Typische Sozialfürsorge
Sozialhilfeleistungen ohne Wohnraum für ältere und behinderte Menschen sind in der Regel im PKWiU-§ 88 enthalten.
Wenn das Gesetz für eine bestimmte Dienstleistung keinen Sondersatz vorsieht, kann ein Satz von 8,5 % für Dienstleistungstätigkeiten gelten. Hierzu zählt beispielsweise die Unterstützung bei alltäglichen Verrichtungen, der Essenszubereitung, dem Einkauf oder der Begleitung – sofern es sich bei der eigentlichen Leistung um eine Pflegedienstleistung handelt.
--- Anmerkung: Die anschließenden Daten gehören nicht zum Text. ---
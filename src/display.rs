use async_trait::async_trait;
use serenity::model::id::GuildId;

use crate::error::Result;
use crate::ui::StatusCard;

/// Referencia opaca a un mensaje publicado en el canal de estado
#[derive(Debug, Clone, Copy, PartialEq, Eq, Hash)]
pub struct MessageRef(pub u64);

/// Canal donde se publica el estado de reproducción de un guild
///
/// Las operaciones sobre mensajes pueden fallar con
/// [`crate::error::PlaybackError::DisplayNotFound`] si el mensaje fue
/// borrado externamente; el reconciliador se recupera reenviando.
#[async_trait]
pub trait DisplayChannel: Send + Sync {
    async fn send(&self, guild_id: GuildId, card: &StatusCard) -> Result<MessageRef>;

    async fn edit(&self, guild_id: GuildId, message: MessageRef, card: &StatusCard) -> Result<()>;

    async fn delete(&self, guild_id: GuildId, message: MessageRef) -> Result<()>;

    /// Verifica que el mensaje siga existiendo y sea alcanzable
    async fn fetch(&self, guild_id: GuildId, message: MessageRef) -> Result<()>;

    /// Refleja la reproducción en la presencia del bot
    async fn set_presence(&self, listening_to: Option<&str>);
}
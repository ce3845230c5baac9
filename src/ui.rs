//! Renderizado del estado de reproducción.
//!
//! Produce [`StatusCard`]s neutrales al transporte; el adaptador de
//! display los convierte en embeds de Discord.

use std::time::Duration;

use crate::track::Track;

const DEFAULT_EMPTY_BAR: &str = "━━━━━━━━━━━━";

/// Contenido de un mensaje de estado, neutral al transporte
#[derive(Debug, Clone, PartialEq, Eq)]
pub struct StatusCard {
    pub title: String,
    pub body: String,
    pub thumbnail: Option<String>,
    pub url: Option<String>,
}

/// Barra de progreso con un marcador sobre la posición actual
///
/// Una duración total desconocida (cero) produce una barra vacía fija.
pub fn progress_bar(elapsed: Duration, total: Duration, width: usize) -> String {
    if total.is_zero() || width == 0 {
        return DEFAULT_EMPTY_BAR.to_string();
    }

    let progress = (elapsed.as_secs_f64() / total.as_secs_f64()).clamp(0.0, 1.0);
    let filled = ((width as f64 * progress) as usize).min(width.saturating_sub(1));

    format!(
        "{}●{}",
        "━".repeat(filled),
        "━".repeat(width - filled - 1)
    )
}

/// Formatea una duración como `m:ss`, o `h:mm:ss` a partir de la hora
pub fn format_timestamp(duration: Duration) -> String {
    let total = duration.as_secs();
    let hours = total / 3600;
    let minutes = (total % 3600) / 60;
    let seconds = total % 60;

    if hours > 0 {
        format!("{hours}:{minutes:02}:{seconds:02}")
    } else {
        format!("{minutes}:{seconds:02}")
    }
}

/// Tarjeta de "reproduciendo ahora" con progreso y tamaño de cola
pub fn now_playing_card(
    track: &Track,
    elapsed: Duration,
    queue_len: usize,
    paused: bool,
    bar_width: usize,
) -> StatusCard {
    let title = if paused {
        "⏸️ Reproducción Pausada".to_string()
    } else {
        "🎵 Reproduciendo Ahora".to_string()
    };

    let heading = match &track.url {
        Some(url) => format!("[{}]({})", track.title, url),
        None => format!("**{}**", track.title),
    };

    let bar = progress_bar(elapsed, track.duration, bar_width);
    let clock = if track.duration.is_zero() {
        "🔴 En vivo".to_string()
    } else {
        format!(
            "{} / {}",
            format_timestamp(elapsed.min(track.duration)),
            format_timestamp(track.duration)
        )
    };

    let body = format!(
        "{heading}\n\n{bar} {clock}\n\n📋 {queue_len} canciones en cola"
    );

    StatusCard {
        title,
        body,
        thumbnail: track.thumbnail.clone(),
        url: track.url.clone(),
    }
}

/// Aviso de "sin reproducción"
pub fn idle_card() -> StatusCard {
    StatusCard {
        title: "💤 Sin Reproducción".to_string(),
        body: "El bot no está reproduciendo nada en este momento.".to_string(),
        thumbnail: None,
        url: None,
    }
}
Gesundheitsdienstleistungen
Bei den Leistungen des § 86 PKWiU handelt es sich um Leistungen der Gesundheitsfürsorge. Das Pauschalgesetz sieht hierfür einen Satz von 14 % vor.
Dazu können unter anderem pflegerische, physiotherapeutische oder andere medizinische Leistungen gehören. Die alte Vereinfachung „medizinisch = 17 %“ sollte nicht verwendet werden.
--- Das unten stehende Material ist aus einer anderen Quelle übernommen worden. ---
use chrono::{DateTime, Utc};
use std::time::Duration;

/// Representa una unidad reproducible ya resuelta
///
/// Inmutable una vez construido; la cola o la sesión que lo contiene
/// es su único dueño.
#[derive(Debug, Clone, PartialEq)]
pub struct Track {
    pub title: String,
    /// Localizador opaco para el sink (URL de stream, id, etc.)
    pub locator: String,
    /// Duración total; `Duration::ZERO` significa desconocida o en vivo
    pub duration: Duration,
    pub thumbnail: Option<String>,
    /// URL presentable en el mensaje de estado
    pub url: Option<String>,
    pub added_at: DateTime<Utc>,
}

impl Track {
    pub fn new(title: impl Into<String>, locator: impl Into<String>) -> Self {
        Self {
            title: title.into(),
            locator: locator.into(),
            duration: Duration::ZERO,
            thumbnail: None,
            url: None,
            added_at: Utc::now(),
        }
    }

    pub fn with_duration_secs(mut self, secs: u64) -> Self {
        self.duration = Duration::from_secs(secs);
        self
    }

    pub fn with_thumbnail(mut self, thumbnail: impl Into<String>) -> Self {
        self.thumbnail = Some(thumbnail.into());
        self
    }

    pub fn with_url(mut self, url: impl Into<String>) -> Self {
        self.url = Some(url.into());
        self
    }
}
Ein Vertrag kann verschiedene Dienstleistungen umfassen
Wenn ein Unternehmer soziale Betreuung, Reinigung und medizinische Dienstleistungen separat erbringt, können für einen Teil der Einnahmen unterschiedliche Sätze erforderlich sein. Voraussetzung ist, dass Aufzeichnungen vorhanden sind, die eine Zuordnung der Erlöse zur Art der Leistung ermöglichen.
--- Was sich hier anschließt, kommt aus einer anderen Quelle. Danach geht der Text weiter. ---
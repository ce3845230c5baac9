use async_trait::async_trait;

use crate::error::Result;
use crate::track::Track;

/// Resuelve un localizador o consulta en tracks reproducibles
///
/// Colaborador externo, potencialmente lento: el player lo espera
/// siempre fuera del lock del guild. Devuelve un único track o una
/// playlist expandida en orden; una lista vacía se trata como
/// [`crate::error::PlaybackError::UnresolvableSource`].
#[cfg_attr(test, mockall::automock)]
#[async_trait]
pub trait SourceResolver: Send + Sync {
    async fn resolve(&self, query: &str) -> Result<Vec<Track>>;
}
//! # Discord Adapters
//!
//! Production implementations of the orchestrator's collaborator
//! traits on top of serenity and songbird:
//!
//! - [`DiscordSink`]: voice playback through songbird drivers
//! - [`DiscordDisplay`]: status embeds and gateway presence
//! - [`YtDlpResolver`]: query resolution via yt-dlp
//!
//! The core never imports these directly; the process entry point
//! wires them into [`crate::Player`] at startup.

pub mod display;
pub mod resolver;
pub mod sink;

pub use display::DiscordDisplay;
pub use resolver::YtDlpResolver;
pub use sink::DiscordSink;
Wenn die Gegenleistung nicht getrennt werden kann oder die Leistung komplex ist, hängt das Ergebnis von ihrem dominanten Element und den Vertragsbedingungen ab.
PKD legt die Rate nicht fest
Der PKD-Code im CEIDG beschreibt den Tätigkeitsbereich, bestätigt jedoch nicht den Pauschalsatz. Für steuerliche Zwecke kommt es auf die PKWiU und die tatsächlich ausgeübte Tätigkeit an.
Wenn die Einstufung unklar ist, können Sie beim Statistischen Zentralamt eine Einstufungsauskunft beantragen. Zur steuerlichen Absicherung können Sie Ihre individuelle Auslegung berücksichtigen, indem Sie die Tätigkeiten detailliert beschreiben und die Einordnung angeben.
Unverifizierte Interpretation ist keine QuelleDie vorherige Version des Artikels bezog sich auf die Referenznummer „0115-KDST2-2.4011.280.2026.2.MH“ und behauptete, die Behörde habe 17 % angegeben. Es war nicht möglich, dieses Dokument bei EUREKA oder der örtlichen Stelle des Finanzministeriums zu bestätigen. Wir entfernen dieses Beispiel, anstatt es als Tatsache darzustellen.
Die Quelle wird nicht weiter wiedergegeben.